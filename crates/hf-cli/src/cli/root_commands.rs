use clap::{Args, Subcommand};
use hf_core::enums::ApplianceKind;

use crate::cli::subcommands::{AdminCommands, HistoryCommands, TechnicianCommands};

/// Top-level command tree.
#[derive(Clone, Debug, Subcommand)]
pub enum Commands {
    /// List catalog appliances.
    Appliances,
    /// List the symptoms offered for an appliance.
    Symptoms(SymptomsArgs),
    /// Diagnose an appliance from a catalog symptom or a free-text description.
    Diagnose(DiagnoseArgs),
    /// Saved diagnoses.
    History {
        #[command(subcommand)]
        action: HistoryCommands,
    },
    /// Talk to the repair assistant (reads lines from stdin).
    Chat,
    /// Technician registration and directory search.
    Technician {
        #[command(subcommand)]
        action: TechnicianCommands,
    },
    /// Directory moderation (requires the admin passphrase).
    Admin(AdminArgs),
}

#[derive(Clone, Debug, Args)]
pub struct SymptomsArgs {
    #[arg(value_parser = parse_appliance)]
    pub appliance: ApplianceKind,
}

#[derive(Clone, Debug, Args)]
#[command(group(
    clap::ArgGroup::new("input")
        .required(true)
        .args(["symptom", "describe"])
))]
pub struct DiagnoseArgs {
    #[arg(value_parser = parse_appliance)]
    pub appliance: ApplianceKind,
    /// Catalog symptom id (see `homefix symptoms <appliance>`).
    #[arg(long)]
    pub symptom: Option<String>,
    /// Free-text description, diagnosed by the AI service.
    #[arg(long)]
    pub describe: Option<String>,
    /// Ask the AI service for a detailed explanation.
    #[arg(long)]
    pub detail: bool,
    /// Save the result to history.
    #[arg(long)]
    pub save: bool,
}

#[derive(Clone, Debug, Args)]
pub struct AdminArgs {
    #[arg(long)]
    pub passphrase: String,
    #[command(subcommand)]
    pub action: AdminCommands,
}

pub fn parse_appliance(value: &str) -> Result<ApplianceKind, String> {
    value.parse().map_err(|e: hf_core::errors::CoreError| e.to_string())
}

####

Whichever lines of the data include the word "description", pull them out.

▸ Answer space
    /// Diagnose an appliance from a catalog symptom or a free-text description.
    /// Free-text description, diagnosed by the AI service.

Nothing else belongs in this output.